== Segment start ==

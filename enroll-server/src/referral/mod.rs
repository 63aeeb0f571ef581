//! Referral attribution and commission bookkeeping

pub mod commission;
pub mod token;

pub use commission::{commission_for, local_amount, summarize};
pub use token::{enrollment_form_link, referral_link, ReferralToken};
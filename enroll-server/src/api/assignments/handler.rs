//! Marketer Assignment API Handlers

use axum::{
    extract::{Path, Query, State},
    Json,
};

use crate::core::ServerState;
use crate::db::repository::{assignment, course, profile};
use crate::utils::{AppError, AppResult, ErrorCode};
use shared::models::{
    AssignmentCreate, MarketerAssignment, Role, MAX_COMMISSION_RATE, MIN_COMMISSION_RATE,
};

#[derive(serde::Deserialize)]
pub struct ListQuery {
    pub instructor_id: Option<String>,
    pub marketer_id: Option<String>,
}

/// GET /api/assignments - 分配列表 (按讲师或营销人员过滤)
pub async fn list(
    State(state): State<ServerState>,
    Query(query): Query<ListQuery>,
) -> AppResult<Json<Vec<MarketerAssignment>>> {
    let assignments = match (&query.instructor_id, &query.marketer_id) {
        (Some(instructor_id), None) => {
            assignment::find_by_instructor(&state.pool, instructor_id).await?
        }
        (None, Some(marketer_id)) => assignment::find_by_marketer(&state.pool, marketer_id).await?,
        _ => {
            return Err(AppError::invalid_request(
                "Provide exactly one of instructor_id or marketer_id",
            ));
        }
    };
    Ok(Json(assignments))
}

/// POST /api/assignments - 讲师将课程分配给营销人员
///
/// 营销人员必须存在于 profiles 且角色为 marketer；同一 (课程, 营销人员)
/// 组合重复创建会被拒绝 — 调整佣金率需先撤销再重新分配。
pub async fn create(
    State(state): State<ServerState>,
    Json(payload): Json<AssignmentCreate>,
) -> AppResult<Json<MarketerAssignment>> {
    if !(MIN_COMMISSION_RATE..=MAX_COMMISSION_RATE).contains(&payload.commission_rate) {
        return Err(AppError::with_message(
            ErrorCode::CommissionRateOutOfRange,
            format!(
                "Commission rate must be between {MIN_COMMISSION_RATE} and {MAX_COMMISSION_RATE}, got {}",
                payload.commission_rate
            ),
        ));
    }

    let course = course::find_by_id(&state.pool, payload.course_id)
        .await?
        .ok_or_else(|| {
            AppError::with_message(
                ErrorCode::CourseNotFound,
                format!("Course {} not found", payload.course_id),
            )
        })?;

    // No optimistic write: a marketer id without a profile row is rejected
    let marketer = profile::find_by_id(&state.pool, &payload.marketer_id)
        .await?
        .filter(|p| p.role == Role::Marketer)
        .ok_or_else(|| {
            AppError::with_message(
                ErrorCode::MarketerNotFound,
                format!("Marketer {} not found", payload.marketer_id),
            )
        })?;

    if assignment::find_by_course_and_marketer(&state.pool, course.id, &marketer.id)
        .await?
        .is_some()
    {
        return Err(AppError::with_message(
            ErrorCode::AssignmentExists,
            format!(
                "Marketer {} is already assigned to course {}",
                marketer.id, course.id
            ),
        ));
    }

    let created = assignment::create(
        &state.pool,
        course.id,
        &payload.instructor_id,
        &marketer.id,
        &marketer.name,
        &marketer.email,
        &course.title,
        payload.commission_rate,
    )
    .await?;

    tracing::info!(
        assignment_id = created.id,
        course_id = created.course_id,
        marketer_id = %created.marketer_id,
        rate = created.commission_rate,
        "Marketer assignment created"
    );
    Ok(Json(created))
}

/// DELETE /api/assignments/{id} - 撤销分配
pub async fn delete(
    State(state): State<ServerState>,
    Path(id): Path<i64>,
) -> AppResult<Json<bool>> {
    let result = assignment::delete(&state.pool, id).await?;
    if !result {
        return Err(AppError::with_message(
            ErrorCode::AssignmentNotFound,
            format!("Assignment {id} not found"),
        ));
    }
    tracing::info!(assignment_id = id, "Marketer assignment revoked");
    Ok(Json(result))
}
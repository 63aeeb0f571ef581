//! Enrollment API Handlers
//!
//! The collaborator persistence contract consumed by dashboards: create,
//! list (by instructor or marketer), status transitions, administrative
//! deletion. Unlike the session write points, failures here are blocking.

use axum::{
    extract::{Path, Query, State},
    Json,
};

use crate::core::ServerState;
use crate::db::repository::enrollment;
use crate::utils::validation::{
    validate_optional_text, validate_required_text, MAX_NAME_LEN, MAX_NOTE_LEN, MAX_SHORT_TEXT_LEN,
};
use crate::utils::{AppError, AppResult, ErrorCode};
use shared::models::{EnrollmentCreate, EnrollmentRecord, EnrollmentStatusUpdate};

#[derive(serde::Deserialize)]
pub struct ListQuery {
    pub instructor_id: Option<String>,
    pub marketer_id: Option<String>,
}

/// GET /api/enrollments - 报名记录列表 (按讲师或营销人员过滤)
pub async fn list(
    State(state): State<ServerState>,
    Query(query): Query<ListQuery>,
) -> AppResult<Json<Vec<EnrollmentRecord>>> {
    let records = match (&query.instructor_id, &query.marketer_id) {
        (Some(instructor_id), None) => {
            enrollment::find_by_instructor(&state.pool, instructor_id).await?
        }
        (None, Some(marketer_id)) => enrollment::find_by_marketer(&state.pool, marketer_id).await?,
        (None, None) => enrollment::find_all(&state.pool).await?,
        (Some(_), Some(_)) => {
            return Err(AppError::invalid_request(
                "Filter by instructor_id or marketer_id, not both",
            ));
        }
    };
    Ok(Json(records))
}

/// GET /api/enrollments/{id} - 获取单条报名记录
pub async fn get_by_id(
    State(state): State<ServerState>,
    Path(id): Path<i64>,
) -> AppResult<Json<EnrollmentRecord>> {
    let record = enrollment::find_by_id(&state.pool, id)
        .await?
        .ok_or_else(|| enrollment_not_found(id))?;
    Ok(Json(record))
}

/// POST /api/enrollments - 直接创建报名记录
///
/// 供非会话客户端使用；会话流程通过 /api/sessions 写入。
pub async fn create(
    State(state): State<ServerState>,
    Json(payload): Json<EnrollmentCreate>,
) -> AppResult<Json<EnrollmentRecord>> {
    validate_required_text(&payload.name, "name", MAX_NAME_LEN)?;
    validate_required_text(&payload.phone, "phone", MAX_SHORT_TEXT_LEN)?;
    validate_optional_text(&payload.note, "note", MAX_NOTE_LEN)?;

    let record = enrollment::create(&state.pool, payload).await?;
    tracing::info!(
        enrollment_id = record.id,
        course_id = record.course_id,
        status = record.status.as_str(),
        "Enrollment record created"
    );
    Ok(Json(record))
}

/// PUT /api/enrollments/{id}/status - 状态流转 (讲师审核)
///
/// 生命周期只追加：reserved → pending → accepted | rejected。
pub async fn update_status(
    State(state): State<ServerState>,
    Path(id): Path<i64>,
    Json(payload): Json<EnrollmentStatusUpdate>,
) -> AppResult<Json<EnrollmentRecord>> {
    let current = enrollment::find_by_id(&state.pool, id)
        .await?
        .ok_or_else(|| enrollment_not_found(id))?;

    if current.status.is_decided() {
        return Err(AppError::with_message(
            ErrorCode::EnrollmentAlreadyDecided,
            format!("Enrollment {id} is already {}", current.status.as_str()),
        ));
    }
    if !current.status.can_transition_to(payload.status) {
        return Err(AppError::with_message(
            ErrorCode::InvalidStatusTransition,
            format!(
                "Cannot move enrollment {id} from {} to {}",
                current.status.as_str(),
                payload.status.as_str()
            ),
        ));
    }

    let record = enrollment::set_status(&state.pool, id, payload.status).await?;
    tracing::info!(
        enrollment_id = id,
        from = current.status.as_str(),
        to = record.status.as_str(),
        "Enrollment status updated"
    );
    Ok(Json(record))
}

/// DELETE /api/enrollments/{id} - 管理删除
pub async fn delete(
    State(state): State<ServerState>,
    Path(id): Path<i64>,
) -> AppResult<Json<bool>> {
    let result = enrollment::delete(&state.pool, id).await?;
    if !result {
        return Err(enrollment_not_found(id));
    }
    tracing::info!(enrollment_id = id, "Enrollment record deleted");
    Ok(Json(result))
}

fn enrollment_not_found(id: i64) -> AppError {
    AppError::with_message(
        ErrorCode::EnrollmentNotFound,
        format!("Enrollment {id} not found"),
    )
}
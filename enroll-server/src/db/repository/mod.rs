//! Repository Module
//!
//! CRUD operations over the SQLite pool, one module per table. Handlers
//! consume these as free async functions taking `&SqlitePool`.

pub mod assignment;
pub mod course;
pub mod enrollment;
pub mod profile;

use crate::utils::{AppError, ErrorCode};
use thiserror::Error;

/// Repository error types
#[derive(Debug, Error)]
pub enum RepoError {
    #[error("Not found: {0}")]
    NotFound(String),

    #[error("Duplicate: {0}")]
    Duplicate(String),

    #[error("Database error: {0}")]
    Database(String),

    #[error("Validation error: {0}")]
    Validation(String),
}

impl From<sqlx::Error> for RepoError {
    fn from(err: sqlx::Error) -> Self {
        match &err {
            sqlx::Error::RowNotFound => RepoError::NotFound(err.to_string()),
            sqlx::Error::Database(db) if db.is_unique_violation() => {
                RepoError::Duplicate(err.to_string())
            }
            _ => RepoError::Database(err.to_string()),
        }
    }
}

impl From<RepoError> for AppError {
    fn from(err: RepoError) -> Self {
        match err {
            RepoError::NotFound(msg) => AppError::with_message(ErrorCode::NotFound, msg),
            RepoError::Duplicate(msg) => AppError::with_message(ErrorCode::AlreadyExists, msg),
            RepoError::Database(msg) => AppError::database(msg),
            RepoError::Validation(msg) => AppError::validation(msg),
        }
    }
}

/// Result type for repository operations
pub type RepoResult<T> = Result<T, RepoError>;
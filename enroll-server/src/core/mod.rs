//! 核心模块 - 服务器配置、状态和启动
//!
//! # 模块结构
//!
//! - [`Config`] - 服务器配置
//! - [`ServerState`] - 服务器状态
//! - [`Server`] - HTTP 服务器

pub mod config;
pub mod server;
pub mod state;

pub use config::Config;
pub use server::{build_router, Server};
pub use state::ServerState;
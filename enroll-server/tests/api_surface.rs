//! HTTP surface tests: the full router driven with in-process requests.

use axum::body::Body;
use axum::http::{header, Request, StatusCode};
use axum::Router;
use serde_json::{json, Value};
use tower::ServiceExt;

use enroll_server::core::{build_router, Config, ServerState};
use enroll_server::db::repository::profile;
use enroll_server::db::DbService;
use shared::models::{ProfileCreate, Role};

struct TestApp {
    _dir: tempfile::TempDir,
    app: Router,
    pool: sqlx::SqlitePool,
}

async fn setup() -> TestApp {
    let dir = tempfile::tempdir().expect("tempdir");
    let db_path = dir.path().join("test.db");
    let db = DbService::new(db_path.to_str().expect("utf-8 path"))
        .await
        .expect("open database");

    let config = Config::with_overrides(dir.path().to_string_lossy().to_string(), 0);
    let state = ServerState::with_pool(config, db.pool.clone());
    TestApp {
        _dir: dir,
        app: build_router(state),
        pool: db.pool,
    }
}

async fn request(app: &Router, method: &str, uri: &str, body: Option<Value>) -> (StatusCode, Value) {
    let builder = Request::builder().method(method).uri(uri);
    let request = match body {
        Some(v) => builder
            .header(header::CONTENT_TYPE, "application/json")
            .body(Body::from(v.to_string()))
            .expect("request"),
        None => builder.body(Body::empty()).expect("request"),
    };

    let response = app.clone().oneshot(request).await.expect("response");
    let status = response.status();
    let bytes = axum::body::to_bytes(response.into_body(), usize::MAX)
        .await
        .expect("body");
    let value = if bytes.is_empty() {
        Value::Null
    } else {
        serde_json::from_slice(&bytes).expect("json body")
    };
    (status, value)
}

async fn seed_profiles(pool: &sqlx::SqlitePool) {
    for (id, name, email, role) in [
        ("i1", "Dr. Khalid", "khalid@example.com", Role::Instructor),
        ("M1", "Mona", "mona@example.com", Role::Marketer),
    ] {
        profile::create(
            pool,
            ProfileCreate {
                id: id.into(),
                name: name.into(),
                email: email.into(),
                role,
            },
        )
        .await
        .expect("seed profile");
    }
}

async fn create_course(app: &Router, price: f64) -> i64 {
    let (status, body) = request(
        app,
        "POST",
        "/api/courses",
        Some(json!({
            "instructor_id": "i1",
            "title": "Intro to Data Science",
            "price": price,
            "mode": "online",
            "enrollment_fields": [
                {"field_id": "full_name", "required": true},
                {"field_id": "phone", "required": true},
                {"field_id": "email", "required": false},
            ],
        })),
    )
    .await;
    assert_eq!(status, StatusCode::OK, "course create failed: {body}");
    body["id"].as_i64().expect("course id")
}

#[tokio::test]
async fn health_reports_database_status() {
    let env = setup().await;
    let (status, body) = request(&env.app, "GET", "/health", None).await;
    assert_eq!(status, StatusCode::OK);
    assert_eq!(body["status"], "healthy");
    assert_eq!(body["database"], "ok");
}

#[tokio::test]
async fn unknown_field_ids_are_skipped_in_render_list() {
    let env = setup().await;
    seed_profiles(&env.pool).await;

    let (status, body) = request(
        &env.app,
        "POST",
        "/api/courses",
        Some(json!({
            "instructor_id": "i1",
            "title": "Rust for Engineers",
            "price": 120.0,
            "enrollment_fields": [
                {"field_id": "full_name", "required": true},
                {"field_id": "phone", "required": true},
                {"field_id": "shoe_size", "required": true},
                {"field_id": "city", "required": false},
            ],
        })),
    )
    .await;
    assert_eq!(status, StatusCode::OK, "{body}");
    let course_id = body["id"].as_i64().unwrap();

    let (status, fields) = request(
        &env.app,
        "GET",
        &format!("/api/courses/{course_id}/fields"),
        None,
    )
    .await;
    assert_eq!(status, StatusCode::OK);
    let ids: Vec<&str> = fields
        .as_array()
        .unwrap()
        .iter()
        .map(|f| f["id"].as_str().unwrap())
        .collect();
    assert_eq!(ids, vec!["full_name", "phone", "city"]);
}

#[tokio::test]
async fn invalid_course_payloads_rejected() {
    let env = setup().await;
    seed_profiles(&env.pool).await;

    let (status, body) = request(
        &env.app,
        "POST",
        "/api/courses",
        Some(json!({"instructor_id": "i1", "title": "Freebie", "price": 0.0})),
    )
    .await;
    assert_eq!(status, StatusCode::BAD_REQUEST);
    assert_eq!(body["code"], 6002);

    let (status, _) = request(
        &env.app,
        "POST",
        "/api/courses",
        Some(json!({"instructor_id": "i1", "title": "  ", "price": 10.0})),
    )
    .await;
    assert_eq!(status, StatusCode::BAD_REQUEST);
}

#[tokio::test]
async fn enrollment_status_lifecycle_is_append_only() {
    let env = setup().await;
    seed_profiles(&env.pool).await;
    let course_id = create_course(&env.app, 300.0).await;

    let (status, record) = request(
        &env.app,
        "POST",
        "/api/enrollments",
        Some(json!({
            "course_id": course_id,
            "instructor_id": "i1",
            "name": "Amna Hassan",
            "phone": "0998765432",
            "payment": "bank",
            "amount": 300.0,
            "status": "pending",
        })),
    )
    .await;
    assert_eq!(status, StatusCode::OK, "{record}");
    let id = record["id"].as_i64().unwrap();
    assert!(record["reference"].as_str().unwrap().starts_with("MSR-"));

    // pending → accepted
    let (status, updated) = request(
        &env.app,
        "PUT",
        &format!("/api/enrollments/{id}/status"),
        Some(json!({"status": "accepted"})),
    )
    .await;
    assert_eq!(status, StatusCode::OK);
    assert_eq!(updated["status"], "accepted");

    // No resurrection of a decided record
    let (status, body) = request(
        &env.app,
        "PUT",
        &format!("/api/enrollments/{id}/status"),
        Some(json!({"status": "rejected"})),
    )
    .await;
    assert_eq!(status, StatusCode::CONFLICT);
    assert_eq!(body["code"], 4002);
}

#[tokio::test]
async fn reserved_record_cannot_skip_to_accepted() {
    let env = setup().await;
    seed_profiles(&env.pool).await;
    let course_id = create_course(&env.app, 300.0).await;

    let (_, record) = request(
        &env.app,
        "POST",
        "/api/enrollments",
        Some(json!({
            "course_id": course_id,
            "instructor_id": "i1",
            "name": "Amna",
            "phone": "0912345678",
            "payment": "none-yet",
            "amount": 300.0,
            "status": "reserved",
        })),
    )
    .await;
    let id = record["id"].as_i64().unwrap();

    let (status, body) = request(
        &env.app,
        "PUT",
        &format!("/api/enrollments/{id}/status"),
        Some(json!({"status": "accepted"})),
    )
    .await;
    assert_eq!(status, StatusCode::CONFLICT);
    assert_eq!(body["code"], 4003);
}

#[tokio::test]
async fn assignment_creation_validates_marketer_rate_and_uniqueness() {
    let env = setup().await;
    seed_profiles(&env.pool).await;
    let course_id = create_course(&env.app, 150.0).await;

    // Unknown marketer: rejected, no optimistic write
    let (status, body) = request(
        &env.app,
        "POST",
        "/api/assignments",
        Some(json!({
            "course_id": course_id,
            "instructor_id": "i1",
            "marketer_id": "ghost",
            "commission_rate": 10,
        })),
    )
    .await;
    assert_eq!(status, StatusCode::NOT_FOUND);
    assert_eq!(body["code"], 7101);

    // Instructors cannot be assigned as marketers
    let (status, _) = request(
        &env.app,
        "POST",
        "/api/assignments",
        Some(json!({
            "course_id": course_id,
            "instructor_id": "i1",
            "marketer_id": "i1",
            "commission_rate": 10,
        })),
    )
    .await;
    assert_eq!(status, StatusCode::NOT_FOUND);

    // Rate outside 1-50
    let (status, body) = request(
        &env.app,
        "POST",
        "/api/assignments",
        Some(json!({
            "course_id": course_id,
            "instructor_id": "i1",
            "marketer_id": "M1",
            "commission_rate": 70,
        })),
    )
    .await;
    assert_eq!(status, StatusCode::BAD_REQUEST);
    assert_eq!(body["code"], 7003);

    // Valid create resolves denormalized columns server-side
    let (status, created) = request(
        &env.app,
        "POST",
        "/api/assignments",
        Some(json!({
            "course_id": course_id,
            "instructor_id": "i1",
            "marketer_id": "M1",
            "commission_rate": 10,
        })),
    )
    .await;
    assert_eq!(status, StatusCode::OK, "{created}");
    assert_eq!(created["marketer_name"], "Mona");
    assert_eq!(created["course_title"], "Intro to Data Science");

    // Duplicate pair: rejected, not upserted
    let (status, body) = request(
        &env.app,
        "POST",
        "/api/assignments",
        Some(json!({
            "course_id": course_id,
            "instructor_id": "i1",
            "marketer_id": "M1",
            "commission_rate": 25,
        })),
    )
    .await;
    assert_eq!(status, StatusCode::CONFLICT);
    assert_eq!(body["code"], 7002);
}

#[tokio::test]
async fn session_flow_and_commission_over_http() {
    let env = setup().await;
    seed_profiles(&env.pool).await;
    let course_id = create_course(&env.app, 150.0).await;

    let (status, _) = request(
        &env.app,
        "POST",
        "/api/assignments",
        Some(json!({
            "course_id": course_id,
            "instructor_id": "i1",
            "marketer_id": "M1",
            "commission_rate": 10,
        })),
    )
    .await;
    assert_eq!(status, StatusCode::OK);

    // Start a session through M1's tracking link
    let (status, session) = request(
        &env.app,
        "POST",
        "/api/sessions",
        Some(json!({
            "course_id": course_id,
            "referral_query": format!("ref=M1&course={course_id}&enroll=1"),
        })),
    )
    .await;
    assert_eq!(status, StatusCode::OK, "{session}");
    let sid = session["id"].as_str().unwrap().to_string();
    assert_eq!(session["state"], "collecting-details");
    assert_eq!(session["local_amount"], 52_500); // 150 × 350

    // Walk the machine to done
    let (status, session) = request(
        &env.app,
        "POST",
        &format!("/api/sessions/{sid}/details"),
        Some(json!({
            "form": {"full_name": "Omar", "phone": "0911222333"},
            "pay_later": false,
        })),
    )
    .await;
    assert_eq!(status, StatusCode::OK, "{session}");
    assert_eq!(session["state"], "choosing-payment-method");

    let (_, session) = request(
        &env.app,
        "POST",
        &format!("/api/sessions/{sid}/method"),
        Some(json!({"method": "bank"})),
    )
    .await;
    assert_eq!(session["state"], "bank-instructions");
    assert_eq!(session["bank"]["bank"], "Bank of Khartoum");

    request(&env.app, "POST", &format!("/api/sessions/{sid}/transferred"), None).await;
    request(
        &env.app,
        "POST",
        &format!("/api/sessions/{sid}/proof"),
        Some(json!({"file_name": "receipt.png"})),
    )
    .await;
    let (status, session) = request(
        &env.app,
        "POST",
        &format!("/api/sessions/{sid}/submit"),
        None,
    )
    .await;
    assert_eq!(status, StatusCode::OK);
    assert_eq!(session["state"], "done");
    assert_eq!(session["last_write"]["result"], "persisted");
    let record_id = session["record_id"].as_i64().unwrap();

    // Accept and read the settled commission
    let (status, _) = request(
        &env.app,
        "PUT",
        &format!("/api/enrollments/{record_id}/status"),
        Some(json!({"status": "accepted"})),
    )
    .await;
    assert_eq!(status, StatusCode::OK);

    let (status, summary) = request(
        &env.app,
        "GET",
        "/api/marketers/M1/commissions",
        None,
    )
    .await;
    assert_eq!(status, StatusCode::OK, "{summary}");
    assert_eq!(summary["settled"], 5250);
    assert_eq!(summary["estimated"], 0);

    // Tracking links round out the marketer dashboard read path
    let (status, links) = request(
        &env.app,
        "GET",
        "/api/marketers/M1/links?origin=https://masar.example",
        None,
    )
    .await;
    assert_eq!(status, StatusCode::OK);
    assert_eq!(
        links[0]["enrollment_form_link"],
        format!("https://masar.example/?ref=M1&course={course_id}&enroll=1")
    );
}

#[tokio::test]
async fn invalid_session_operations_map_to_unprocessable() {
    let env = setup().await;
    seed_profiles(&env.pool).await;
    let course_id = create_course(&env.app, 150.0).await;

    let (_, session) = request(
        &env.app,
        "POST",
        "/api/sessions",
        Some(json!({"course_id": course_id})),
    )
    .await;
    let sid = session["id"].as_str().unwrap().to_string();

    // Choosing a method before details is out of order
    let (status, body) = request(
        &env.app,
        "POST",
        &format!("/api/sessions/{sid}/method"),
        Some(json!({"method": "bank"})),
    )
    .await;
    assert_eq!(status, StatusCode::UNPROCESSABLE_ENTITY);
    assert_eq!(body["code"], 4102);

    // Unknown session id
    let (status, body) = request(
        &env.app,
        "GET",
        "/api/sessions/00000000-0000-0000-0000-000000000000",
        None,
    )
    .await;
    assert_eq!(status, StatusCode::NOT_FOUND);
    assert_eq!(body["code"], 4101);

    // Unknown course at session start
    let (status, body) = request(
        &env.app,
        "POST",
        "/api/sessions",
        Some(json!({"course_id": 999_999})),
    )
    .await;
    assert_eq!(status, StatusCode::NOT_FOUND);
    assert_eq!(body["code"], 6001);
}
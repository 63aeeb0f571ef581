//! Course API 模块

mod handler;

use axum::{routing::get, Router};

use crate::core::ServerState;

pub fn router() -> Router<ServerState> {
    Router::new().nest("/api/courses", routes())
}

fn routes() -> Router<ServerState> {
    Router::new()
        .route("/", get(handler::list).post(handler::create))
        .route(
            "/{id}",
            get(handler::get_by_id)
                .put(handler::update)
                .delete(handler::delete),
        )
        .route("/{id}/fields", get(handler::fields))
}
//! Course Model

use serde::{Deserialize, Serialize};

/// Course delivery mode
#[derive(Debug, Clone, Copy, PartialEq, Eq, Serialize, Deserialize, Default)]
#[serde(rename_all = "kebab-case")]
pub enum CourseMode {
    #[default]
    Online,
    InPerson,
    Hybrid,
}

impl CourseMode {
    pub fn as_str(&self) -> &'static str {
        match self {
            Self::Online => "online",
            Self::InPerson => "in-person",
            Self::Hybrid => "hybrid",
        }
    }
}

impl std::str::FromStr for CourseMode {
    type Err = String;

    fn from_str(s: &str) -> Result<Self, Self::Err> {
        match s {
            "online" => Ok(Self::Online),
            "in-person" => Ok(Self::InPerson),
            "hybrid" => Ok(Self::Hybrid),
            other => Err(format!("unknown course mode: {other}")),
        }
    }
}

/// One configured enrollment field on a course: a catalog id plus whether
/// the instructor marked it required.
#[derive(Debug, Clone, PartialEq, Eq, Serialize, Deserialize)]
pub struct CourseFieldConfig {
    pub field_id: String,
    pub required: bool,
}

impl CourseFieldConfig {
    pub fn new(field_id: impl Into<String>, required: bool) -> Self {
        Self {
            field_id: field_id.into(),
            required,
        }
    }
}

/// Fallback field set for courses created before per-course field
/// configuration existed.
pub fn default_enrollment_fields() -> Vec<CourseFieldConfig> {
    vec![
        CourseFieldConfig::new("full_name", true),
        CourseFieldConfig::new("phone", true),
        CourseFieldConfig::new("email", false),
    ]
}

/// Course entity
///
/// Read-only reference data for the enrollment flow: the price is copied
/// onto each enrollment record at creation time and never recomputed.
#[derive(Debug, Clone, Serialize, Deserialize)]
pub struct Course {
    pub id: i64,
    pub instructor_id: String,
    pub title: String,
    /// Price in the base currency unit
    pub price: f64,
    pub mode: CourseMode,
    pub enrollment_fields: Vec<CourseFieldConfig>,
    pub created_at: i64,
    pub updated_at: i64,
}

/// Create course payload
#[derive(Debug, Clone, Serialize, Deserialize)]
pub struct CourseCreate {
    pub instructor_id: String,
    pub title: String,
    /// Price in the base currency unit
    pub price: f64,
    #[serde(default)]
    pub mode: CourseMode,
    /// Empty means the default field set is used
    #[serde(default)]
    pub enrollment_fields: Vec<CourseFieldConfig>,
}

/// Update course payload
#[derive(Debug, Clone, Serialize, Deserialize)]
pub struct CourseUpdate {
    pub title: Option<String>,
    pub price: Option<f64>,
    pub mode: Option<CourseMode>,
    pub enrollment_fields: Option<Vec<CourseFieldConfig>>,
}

== Segment end ==

▶ [PROBLEM TO WORK ON] The result should be every line that contains "current", copied from the entries.

▶ [RESULT BELOW]
    let current = enrollment::find_by_id(&state.pool, id)
    if current.status.is_decided() {
            format!("Enrollment {id} is already {}", current.status.as_str()),
    if !current.status.can_transition_to(payload.status) {
                current.status.as_str(),
        from = current.status.as_str(),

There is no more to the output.